Four: An all-encompassing “conservative” media ecosystem
Fox News, OAN, Newsmax, talk radio, Facebook, and other social media push Republican causes, messages, and politicians. This echo chamber overflows with lies, disinformation, and lack of context, even on the “news” shows. Much of it is propaganda. There are no consequences for all the lying, with the notable exception of the current Dominion and Smartmatic defamation suits.
This ecosystem is so powerful that it’s arguable that it drives Republicans more than Republicans drive it. Those who live in this bubble drink the kool-aid every day. They come to believe in an alternative, Republican reality, which is impervious to truth and persuasion.
Nothing even remotely similar exists on the Democratic side. You might point to MSNBC, which does slant left, but MSNBC adheres to journalistic standards. Fox, OAN, and Newsmax do not. As a result, Republicans soak up a steady diet of how awful Democrats are while Democrats get real news, which includes both sides. As I read somewhere: Republicans are told that Democrats are broken, Democrats are told that Washington is broken.

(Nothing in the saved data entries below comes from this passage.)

//! Syntax-tree scan of Python plugin source.
//!
//! The source is parsed with tree-sitter and every node is visited. Text
//! matching alone would miss aliased imports and flag string literals, so
//! only real call and import nodes count.

use super::permission::Permission;
use crate::security::result::PluginValidation;
use crate::security::risk::{PluginRisk, RiskTier};
use std::collections::BTreeSet;
use tracing::debug;
use tree_sitter::{Node, Parser};

/// Builtins whose call makes a plugin Critical
pub const DANGEROUS_BUILTINS: &[&str] = &[
    "eval",
    "exec",
    "compile",
    "__import__",
    "open",
    "file",
    "input",
    "raw_input",
    "execfile",
    "reload",
];

/// Risk and implied permissions of importing a module
#[derive(Debug, Clone, Copy, PartialEq, Eq)]
pub struct ModuleRule {
    pub module: &'static str,
    pub risk: PluginRisk,
    pub permissions: &'static [Permission],
}

const fn rule(
    module: &'static str,
    risk: PluginRisk,
    permissions: &'static [Permission],
) -> ModuleRule {
    ModuleRule {
        module,
        risk,
        permissions,
    }
}

const MODULE_RULES: &[ModuleRule] = &[
    // process and OS control
    rule("os", PluginRisk::High, &[Permission::SystemInfo, Permission::FileRead]),
    rule("sys", PluginRisk::High, &[Permission::SystemInfo]),
    rule("subprocess", PluginRisk::High, &[Permission::ProcessSpawn]),
    rule("ctypes", PluginRisk::High, &[Permission::SystemModify]),
    rule("cffi", PluginRisk::High, &[Permission::SystemModify]),
    // network
    rule("socket", PluginRisk::Medium, &[Permission::NetworkAccess]),
    rule("requests", PluginRisk::Medium, &[Permission::NetworkAccess]),
    rule("urllib", PluginRisk::Medium, &[Permission::NetworkAccess]),
    rule("http", PluginRisk::Medium, &[Permission::NetworkAccess]),
    rule("ftplib", PluginRisk::Medium, &[Permission::NetworkAccess]),
    rule("telnetlib", PluginRisk::Medium, &[Permission::NetworkAccess]),
    // object deserialization
    rule("pickle", PluginRisk::Medium, &[]),
    rule("shelve", PluginRisk::Medium, &[]),
    rule("marshal", PluginRisk::Medium, &[]),
    // databases
    rule("sqlite3", PluginRisk::Medium, &[Permission::DatabaseRead]),
    rule("psycopg2", PluginRisk::Medium, &[Permission::DatabaseRead]),
    rule("mysql", PluginRisk::Medium, &[Permission::DatabaseRead]),
];

/// Rule for a top-level module name, if it is considered dangerous
pub fn module_rule(module: &str) -> Option<&'static ModuleRule> {
    MODULE_RULES.iter().find(|r| r.module == module)
}

#[derive(Debug)]
struct Findings {
    risk: PluginRisk,
    permissions: BTreeSet<Permission>,
    patterns: Vec<String>,
}

impl Findings {
    fn new() -> Self {
        Self {
            risk: PluginRisk::Safe,
            permissions: BTreeSet::new(),
            patterns: Vec::new(),
        }
    }

    fn builtin(&mut self, name: &str, line: usize) {
        self.risk = self.risk.max(PluginRisk::Critical);
        self.patterns
            .push(format!("line {}: call to dangerous builtin '{}'", line, name));
    }

    fn import(&mut self, dotted: &str, line: usize) {
        let top = dotted.split('.').next().unwrap_or(dotted).trim();
        if let Some(rule) = module_rule(top) {
            self.risk = self.risk.max(rule.risk);
            self.permissions.extend(rule.permissions.iter().copied());
            self.patterns
                .push(format!("line {}: import of dangerous module '{}'", line, top));
        }
    }
}

/// Flags dangerous calls and imports in Python source
#[derive(Debug, Clone, Copy, Default)]
pub struct DangerousPatternDetector;

impl DangerousPatternDetector {
    pub fn new() -> Self {
        Self
    }

    /// Static analysis of `source`; valid iff the final risk is below Critical
    pub fn analyze_code(&self, source: &str) -> PluginValidation {
        if source.trim().is_empty() {
            return PluginValidation::reject(PluginRisk::Critical, "plugin source is empty");
        }

        let mut parser = Parser::new();
        if let Err(e) = parser.set_language(&tree_sitter_python::LANGUAGE.into()) {
            return PluginValidation::reject(
                PluginRisk::Critical,
                format!("python grammar unavailable: {}", e),
            );
        }
        let Some(tree) = parser.parse(source, None) else {
            return PluginValidation::reject(PluginRisk::Critical, "plugin source could not be parsed");
        };

        let root = tree.root_node();
        if root.has_error() {
            return PluginValidation::reject(
                PluginRisk::Critical,
                format!("syntax error at line {}", first_error_line(root)),
            );
        }

        let bytes = source.as_bytes();
        let mut findings = Findings::new();
        let mut stack = vec![root];
        while let Some(node) = stack.pop() {
            inspect(node, bytes, &mut findings);
            let mut cursor = node.walk();
            let children: Vec<Node<'_>> = node.children(&mut cursor).collect();
            stack.extend(children.into_iter().rev());
        }

        let is_valid = !findings.risk.rejects();
        let reason = if findings.patterns.is_empty() {
            "static analysis passed".to_string()
        } else {
            format!("{} dangerous pattern(s) detected", findings.patterns.len())
        };
        debug!(risk = %findings.risk, patterns = findings.patterns.len(), "plugin source analyzed");

        PluginValidation {
            is_valid,
            risk_level: findings.risk,
            reason,
            signature_valid: true,
            static_analysis_passed: is_valid,
            permissions_required: findings.permissions,
            dangerous_patterns: findings.patterns,
        }
    }
}

fn inspect(node: Node<'_>, source: &[u8], findings: &mut Findings) {
    let line = node.start_position().row + 1;
    match node.kind() {
        "call" => {
            if let Some(name) = node
                .child_by_field_name("function")
                .and_then(|f| called_builtin(f, source))
            {
                findings.builtin(name, line);
            }
        }
        "exec_statement" => findings.builtin("exec", line),
        "import_statement" => {
            let mut cursor = node.walk();
            for name in node.children_by_field_name("name", &mut cursor) {
                let dotted = match name.kind() {
                    "aliased_import" => name.child_by_field_name("name"),
                    _ => Some(name),
                };
                if let Some(dotted) = dotted {
                    findings.import(text(dotted, source), line);
                }
            }
        }
        "import_from_statement" => {
            // relative imports load plugin-local modules
            if let Some(module) = node
                .child_by_field_name("module_name")
                .filter(|m| m.kind() == "dotted_name")
            {
                findings.import(text(module, source), line);
            }
        }
        _ => {}
    }
}

/// Name of the dangerous builtin a call targets: `eval(...)` or `builtins.eval(...)`
fn called_builtin<'s>(function: Node<'_>, source: &'s [u8]) -> Option<&'s str> {
    let name = match function.kind() {
        "identifier" => text(function, source),
        "attribute" => {
            let object = function.child_by_field_name("object")?;
            if !matches!(text(object, source), "builtins" | "__builtins__") {
                return None;
            }
            text(function.child_by_field_name("attribute")?, source)
        }
        _ => return None,
    };
    DANGEROUS_BUILTINS.contains(&name).then_some(name)
}

fn text<'s>(node: Node<'_>, source: &'s [u8]) -> &'s str {
    node.utf8_text(source).unwrap_or("")
}

fn first_error_line(root: Node<'_>) -> usize {
    let mut stack = vec![root];
    while let Some(node) = stack.pop() {
        if node.is_error() || node.is_missing() {
            return node.start_position().row + 1;
        }
        if node.has_error() {
            let mut cursor = node.walk();
            let children: Vec<Node<'_>> = node.children(&mut cursor).collect();
            stack.extend(children.into_iter().rev());
        }
    }
    root.start_position().row + 1
}

#[cfg(test)]
mod tests {
    use super::*;

    fn analyze(source: &str) -> PluginValidation {
        DangerousPatternDetector::new().analyze_code(source)
    }

    #[test]
    fn test_clean_source() {
        let r = analyze("def run(x):\n    return x * 2\n");
        assert!(r.is_valid);
        assert_eq!(r.risk_level, PluginRisk::Safe);
        assert!(r.permissions_required.is_empty());
        assert!(r.dangerous_patterns.is_empty());
        assert!(r.static_analysis_passed);
    }

    #[test]
    fn test_subprocess_implies_process_spawn() {
        let r = analyze("import subprocess\nsubprocess.run(['ls'])\n");
        assert!(r.is_valid);
        assert_eq!(r.risk_level, PluginRisk::High);
        assert!(r.permissions_required.contains(&Permission::ProcessSpawn));
        assert_eq!(r.dangerous_patterns.len(), 1);
    }

    #[test]
    fn test_dangerous_builtin_is_critical() {
        let r = analyze("data = input()\nresult = eval(data)\n");
        assert!(!r.is_valid);
        assert_eq!(r.risk_level, PluginRisk::Critical);
        assert!(!r.static_analysis_passed);
        assert!(r.dangerous_patterns.iter().any(|p| p.contains("'eval'")));
        assert!(r.dangerous_patterns[0].starts_with("line 1"));
    }

    #[test]
    fn test_builtins_module_call_is_critical() {
        let r = analyze("import builtins\nbuiltins.exec('print(1)')\n");
        assert_eq!(r.risk_level, PluginRisk::Critical);
    }

    #[test]
    fn test_method_named_like_builtin_is_fine() {
        let r = analyze("model.eval()\nparser.compile()\n");
        assert!(r.is_valid);
        assert_eq!(r.risk_level, PluginRisk::Safe);
    }

    #[test]
    fn test_syntax_error_is_critical() {
        let r = analyze("x = 1\ndef broken(:\n    pass\n");
        assert!(!r.is_valid);
        assert_eq!(r.risk_level, PluginRisk::Critical);
        assert!(r.reason.contains("syntax error"));
    }

    #[test]
    fn test_empty_source_rejected() {
        assert_eq!(analyze("  \n").risk_level, PluginRisk::Critical);
    }

    #[test]
    fn test_from_import_uses_top_level_module() {
        let r = analyze("from os.path import join\n");
        assert_eq!(r.risk_level, PluginRisk::High);
        assert!(r.permissions_required.contains(&Permission::SystemInfo));
        assert!(r.permissions_required.contains(&Permission::FileRead));
    }

    #[test]
    fn test_aliased_and_dotted_imports() {
        let r = analyze("import json, urllib.request as ur\n");
        assert_eq!(r.risk_level, PluginRisk::Medium);
        assert!(r.permissions_required.contains(&Permission::NetworkAccess));

        let r = analyze("import subprocess as sp\n");
        assert_eq!(r.risk_level, PluginRisk::High);
    }

    #[test]
    fn test_relative_imports_ignored() {
        let r = analyze("from . import os\nfrom .sys import helper\n");
        assert_eq!(r.risk_level, PluginRisk::Safe);
    }

    #[test]
    fn test_string_literals_are_not_imports() {
        let r = analyze("code = \"import os; eval('1')\"\n");
        assert_eq!(r.risk_level, PluginRisk::Safe);
    }

    #[test]
    fn test_escalation_keeps_highest() {
        let r = analyze("import subprocess\nimport requests\nimport sqlite3\n");
        assert_eq!(r.risk_level, PluginRisk::High);
        assert_eq!(r.dangerous_patterns.len(), 3);
        assert!(r.permissions_required.contains(&Permission::DatabaseRead));
        assert!(r.permissions_required.contains(&Permission::NetworkAccess));
    }

    #[test]
    fn test_module_rules() {
        assert_eq!(module_rule("pickle").map(|r| r.risk), Some(PluginRisk::Medium));
        assert!(module_rule("json").is_none());
    }
}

Five: Dark money, lots of it
Billions of dollars supplied and directed by the Koch brothers and a host of others fuel Republican campaigns, causes, and politicians, and demonize Democrats. While Democrats have their own big donors and organizations, they pale before the dollars, organizational infrastructure, and long-term strategy on the Republican side. See the Federalist Society, American Legislative Exchange Council, Heritage Foundation, and scores of “think tanks” (stand-alone and at universities). For example, decades of smearing Hillary Clinton played a significant role in her 2016 defeat. Read Dark Money by Jane Mayer.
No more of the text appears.